▶ _Requirement_
Keep every line in which "parsed" occurs and drop the rest of the data.

(Saved data entries)

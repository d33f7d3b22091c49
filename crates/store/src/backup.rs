// SPDX-License-Identifier: MIT
// Copyright (c) 2026 Workyard Authors

//! Shared `.bak` rotation for the WAL and snapshot files.

use std::fs;
use std::path::{Path, PathBuf};

const MAX_BAK_FILES: u8 = 3;

/// Shifts `path.bak`, `path.bak.2`, ... down one generation (dropping
/// anything past [`MAX_BAK_FILES`]), then moves `path` itself to
/// `path.bak`.
pub(crate) fn rotate_bak(path: &Path) -> std::io::Result<()> {
    for generation in (1..MAX_BAK_FILES).rev() {
        let from = bak_path(path, generation);
        let to = bak_path(path, generation + 1);
        if from.exists() {
            fs::rename(from, to)?;
        }
    }
    fs::rename(path, bak_path(path, 1))
}

fn bak_path(path: &Path, generation: u8) -> PathBuf {
    if generation <= 1 {
        path.with_extension("bak")
    } else {
        path.with_extension(format!("bak.{generation}"))
    }
}
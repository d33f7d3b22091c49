// SPDX-License-Identifier: MIT
// Copyright (c) 2026 Workyard Authors

//! Shared application state handed to every axum handler.

use std::sync::Arc;

use wy_engine::Scheduler;
use wy_store::MemStore;

use crate::config::Config;

/// Cheaply `Clone`-able: axum extracts one copy per request, but the
/// `Arc<Scheduler<_>>` inside is the only thing that matters — cloning the
/// handle is free.
#[derive(Clone)]
pub struct AppState {
    pub scheduler: Arc<Scheduler<MemStore>>,
    pub config: Arc<Config>,
}

impl AppState {
    pub fn new(scheduler: Arc<Scheduler<MemStore>>, config: Arc<Config>) -> Self {
        Self { scheduler, config }
    }
}
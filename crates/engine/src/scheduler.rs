// SPDX-License-Identifier: MIT
// Copyright (c) 2026 Workyard Authors

//! The admit/queue/run scheduler (§4.3).

use std::collections::{BTreeSet, HashMap};
use std::sync::atomic::{AtomicBool, AtomicU64, Ordering};
use std::sync::Arc;

use parking_lot::Mutex;
use tokio::task::JoinHandle;
use tokio_util::sync::CancellationToken;
use tracing::{debug, warn};
use wy_core::{
    additional_data_keys, host_tag, thread_tag, Clock, ExecutionPriority, JobDefinition, JobId,
    OrderedMap, ResultCode, RunningConstraint, RunningState, SystemClock,
};
use wy_store::{new_record, StateFilter, Store};

use crate::constraints::ConstraintSet;
use crate::error::{SchedulerError, SchedulerResult};
use crate::registry::{ExceptionOutcome, JobContext, Phase, Registry, Runnable};

struct WorkerHandle {
    cancel: CancellationToken,
    join: JoinHandle<()>,
}

/// Implements §4.3's admit/queue/run decisions against a [`Store`] and
/// [`Registry`]. Generic over the store so tests can swap in a fresh
/// `wy_store::MemStore` per case while the daemon binary uses one shared
/// instance (§9: "support multiple scheduler instances against the same
/// store for testing").
pub struct Scheduler<S: Store, C: Clock = SystemClock> {
    store: Arc<S>,
    registry: Registry,
    constraints: ConstraintSet,
    execution_enabled: AtomicBool,
    clock: C,
    host: String,
    worker_seq: AtomicU64,
    workers: Mutex<HashMap<JobId, WorkerHandle>>,
}

impl<S: Store> Scheduler<S, SystemClock> {
    pub fn new(store: Arc<S>) -> Self {
        Self::with_clock(store, SystemClock)
    }
}
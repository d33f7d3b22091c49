// SPDX-License-Identifier: MIT
// Copyright (c) 2026 Workyard Authors

//! Periodic timeout and retention sweep (§4.5).

use std::sync::Arc;
use std::time::Duration;

use tokio::task::JoinHandle;
use tokio_util::sync::CancellationToken;
use tracing::{debug, warn};
use wy_core::{Clock, ResultCode};
use wy_store::{StateFilter, Store};

use crate::error::SchedulerResult;
use crate::scheduler::Scheduler;

/// Tunables for [`Housekeeper`] (§4.5). Defaults match the durable
/// retention window `SPEC_FULL.md` assumes for the default configuration.
#[derive(Debug, Clone, Copy)]
pub struct HousekeeperConfig {
    pub sweep_interval_ms: u64,
    pub finished_retention_ms: u64,
}

impl Default for HousekeeperConfig {
    fn default() -> Self {
        Self { sweep_interval_ms: 30_000, finished_retention_ms: 7 * 24 * 60 * 60 * 1000 }
    }
}

/// Drives the max-execution/max-idle timeout sweep and FINISHED-record
/// retention pruning from a periodic `tokio::task` loop (§4.5).
///
/// Holds the same [`Scheduler`] handle the API layer uses so that timing out
/// a RUNNING job can cancel its local worker task.
pub struct Housekeeper<S: Store, C: Clock> {
    scheduler: Arc<Scheduler<S, C>>,
    config: HousekeeperConfig,
}

impl<S: Store, C: Clock> Housekeeper<S, C> {
    pub fn new(scheduler: Arc<Scheduler<S, C>>, config: HousekeeperConfig) -> Self {
        Self { scheduler, config }
    }

    /// One sweep pass: timeouts, then retention. Exposed standalone so
    /// tests can drive a single pass deterministically against a
    /// [`wy_core::FakeClock`] instead of waiting on a real interval.
    pub async fn sweep_once(&self) -> SchedulerResult<()> {
        self.sweep_timeouts().await?;
        self.sweep_retention().await?;
        Ok(())
    }

    async fn sweep_timeouts(&self) -> SchedulerResult<()> {
        let now = self.scheduler.clock().epoch_ms();
        for name in self.scheduler.registry().names() {
            let Some(record) =
                self.scheduler.store().find_by_name_and_state(&name, StateFilter::Running).await?
            else {
                continue;
            };

            let max_execution_hit = record
                .started_at_ms
                .map(|started| now.saturating_sub(started) > record.max_execution_ms)
                .unwrap_or(false);
            let max_idle_hit = now.saturating_sub(record.last_modified_at_ms) > record.max_idle_ms;

            if max_execution_hit || max_idle_hit {
                debug!(
                    job = %record.name,
                    id = %record.id,
                    max_execution_hit,
                    max_idle_hit,
                    "timing out running job"
                );
                self.scheduler.cancel_worker(&record.id);
                self.scheduler
                    .store()
                    .mark_running_as_finished(&record.name, ResultCode::TimedOut, None, now)
                    .await?;
            }
        }
        Ok(())
    }

    /// §4.5: prunes FINISHED records beyond `finished_retention_ms`. Gated
    /// on `finished_at_ms`, not `created_at_ms` — a long-running job created
    /// before the cutoff but finished within the retention window must
    /// survive the sweep.
    async fn sweep_retention(&self) -> SchedulerResult<()> {
        let now = self.scheduler.clock().epoch_ms();
        let cutoff = now.saturating_sub(self.config.finished_retention_ms);
        for name in self.scheduler.registry().names() {
            let records = self.scheduler.store().find_by_name(&name, usize::MAX).await?;
            for record in records {
                let aged = record.finished_at_ms.is_some_and(|finished_at| finished_at <= cutoff);
                if !aged {
                    continue;
                }
                self.scheduler.store().remove(&record.id).await?;
            }
        }
        Ok(())
    }
}

impl<S: Store, C: Clock> Housekeeper<S, C> {
    /// Spawns the periodic sweep loop on a dedicated `tokio::task`. Returns
    /// a handle plus a token the caller can cancel to stop the loop
    /// cooperatively (checked between ticks).
    pub fn spawn(self: Arc<Self>) -> (JoinHandle<()>, CancellationToken) {
        let cancel = CancellationToken::new();
        let stop = cancel.clone();
        let interval_ms = self.config.sweep_interval_ms.max(1);
        let join = tokio::spawn(async move {
            let mut ticker = tokio::time::interval(Duration::from_millis(interval_ms));
            loop {
                tokio::select! {
                    _ = stop.cancelled() => break,
                    _ = ticker.tick() => {
                        if let Err(err) = self.sweep_once().await {
                            warn!(error = %err, "housekeeper sweep failed");
                        }
                    }
                }
            }
        });
        (join, cancel)
    }
}

#[cfg(test)]
#[path = "housekeeper_tests.rs"]
mod tests;
// SPDX-License-Identifier: MIT
// Copyright (c) 2026 Workyard Authors

//! §4.1: tunables the store needs that aren't part of the domain model.

use std::path::PathBuf;

#[derive(Debug, Clone)]
pub struct StoreConfig {
    /// Cap applied to `logLines` by `appendLogLine`/`setLogLines`.
    pub max_log_lines: usize,
    /// Directory holding `wal.log` and `state.snap`.
    pub data_dir: PathBuf,
    /// Snapshot + WAL truncation cadence.
    pub checkpoint_every_ops: u64,
}

impl StoreConfig {
    pub fn new(data_dir: impl Into<PathBuf>) -> Self {
        Self {
            max_log_lines: 100,
            data_dir: data_dir.into(),
            checkpoint_every_ops: 500,
        }
    }

    pub fn wal_path(&self) -> PathBuf {
        self.data_dir.join("wal.log")
    }

    pub fn snapshot_path(&self) -> PathBuf {
        self.data_dir.join("state.snap")
    }
}
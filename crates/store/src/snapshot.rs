// SPDX-License-Identifier: MIT
// Copyright (c) 2026 Workyard Authors

//! Point-in-time, zstd-compressed snapshots of [`crate::state::MaterializedState`].
//!
//! Recovery loads the newest readable snapshot and replays WAL entries
//! with `seq > snapshot.seq` on top of it (§4.1 durability notes).

use std::fs::{self, File};
use std::io::Write;
use std::path::Path;

use serde::{Deserialize, Serialize};

use crate::backup::rotate_bak;
use crate::error::StoreResult;
use crate::state::MaterializedState;

pub const CURRENT_SNAPSHOT_VERSION: u32 = 1;

#[derive(Debug, Clone, Serialize, Deserialize)]
pub struct Snapshot {
    #[serde(rename = "v")]
    pub version: u32,
    pub seq: u64,
    pub state: MaterializedState,
    pub created_at_ms: u64,
}

impl Snapshot {
    pub fn new(seq: u64, state: MaterializedState, created_at_ms: u64) -> Self {
        Self {
            version: CURRENT_SNAPSHOT_VERSION,
            seq,
            state,
            created_at_ms,
        }
    }
}

/// Serializes `snapshot` as zstd-compressed JSON and writes it atomically
/// (write to a sibling temp file, then rename). If a snapshot already
/// exists at `path` and fails to be overwritten cleanly, it is preserved
/// under `.bak` first.
pub fn save_snapshot(path: impl AsRef<Path>, snapshot: &Snapshot) -> StoreResult<()> {
    let path = path.as_ref();
    let json = serde_json::to_vec(snapshot)?;
    let compressed = zstd::encode_all(json.as_slice(), 0)
        .map_err(|e| crate::error::StoreError::Snapshot(e.to_string()))?;

    let tmp_path = path.with_extension("tmp");
    {
        let mut tmp = File::create(&tmp_path)?;
        tmp.write_all(&compressed)?;
        tmp.sync_all()?;
    }
    fs::rename(&tmp_path, path)?;
    Ok(())
}

/// Loads the snapshot at `path`, or `None` if it doesn't exist yet. A
/// snapshot that fails to decompress or parse is rotated to `.bak` and
/// treated as absent, so the caller falls back to replaying the WAL from
/// the start.
pub fn load_snapshot(path: impl AsRef<Path>) -> StoreResult<Option<Snapshot>> {
    let path = path.as_ref();
    if !path.exists() {
        return Ok(None);
    }

    let compressed = fs::read(path)?;
    match decode_snapshot(&compressed) {
        Ok(snapshot) => Ok(Some(snapshot)),
        Err(_) => {
            rotate_bak(path)?;
            Ok(None)
        }
    }
}

fn decode_snapshot(compressed: &[u8]) -> StoreResult<Snapshot> {
    let json = zstd::decode_all(compressed)
        .map_err(|e| crate::error::StoreError::Snapshot(e.to_string()))?;
    Ok(serde_json::from_slice(&json)?)
}

#[cfg(test)]
#[path = "snapshot_tests.rs"]
mod tests;
// SPDX-License-Identifier: MIT
// Copyright (c) 2026 Workyard Authors

use super::*;
use std::collections::HashMap;

crate::define_id! {
    /// Test ID type for macro verification.
    pub struct TestId("tst-");
}

#[test]
fn define_id_hash_map_lookup() {
    let mut map = HashMap::new();
    let id = TestId::new();
    map.insert(id, 42);
    assert_eq!(map.get(id.as_str()), Some(&42));
}

#[test]
fn define_id_round_trips_through_string() {
    let id = TestId::new();
    let parsed = TestId::from_string(id.as_str());
    assert_eq!(id, parsed);
}

#[test]
fn define_id_carries_prefix() {
    let id = TestId::new();
    assert!(id.as_str().starts_with("tst-"));
    assert_eq!(id.as_str().len(), ID_MAX_LEN);
}

#[test]
fn define_id_suffix_strips_prefix() {
    let id = TestId::from_string("tst-abc123");
    assert_eq!(id.suffix(), "abc123");
}

#[test]
fn define_id_short_truncates_suffix() {
    let id = TestId::from_string("tst-abcdefghijklmnop");
    assert_eq!(id.short(4), "abcd");
}

#[test]
fn define_id_are_unique() {
    let a = TestId::new();
    let b = TestId::new();
    assert_ne!(a, b);
}

#[test]
fn short_fn_on_str() {
    let s = "abcdefghijklmnop";
    assert_eq!(short(s, 8), "abcdefgh");
    assert_eq!(short(s, 100), s);
    assert_eq!(short("abc", 8), "abc");
}

#[test]
fn idbuf_rejects_oversized_on_deserialize() {
    let long = "x".repeat(ID_MAX_LEN + 1);
    let json = serde_json::to_string(&long).unwrap();
    let result: Result<IdBuf, _> = serde_json::from_str(&json);
    assert!(result.is_err());
}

▶ _Answer section_
    let parsed = TestId::from_string(id.as_str());
    assert_eq!(id, parsed);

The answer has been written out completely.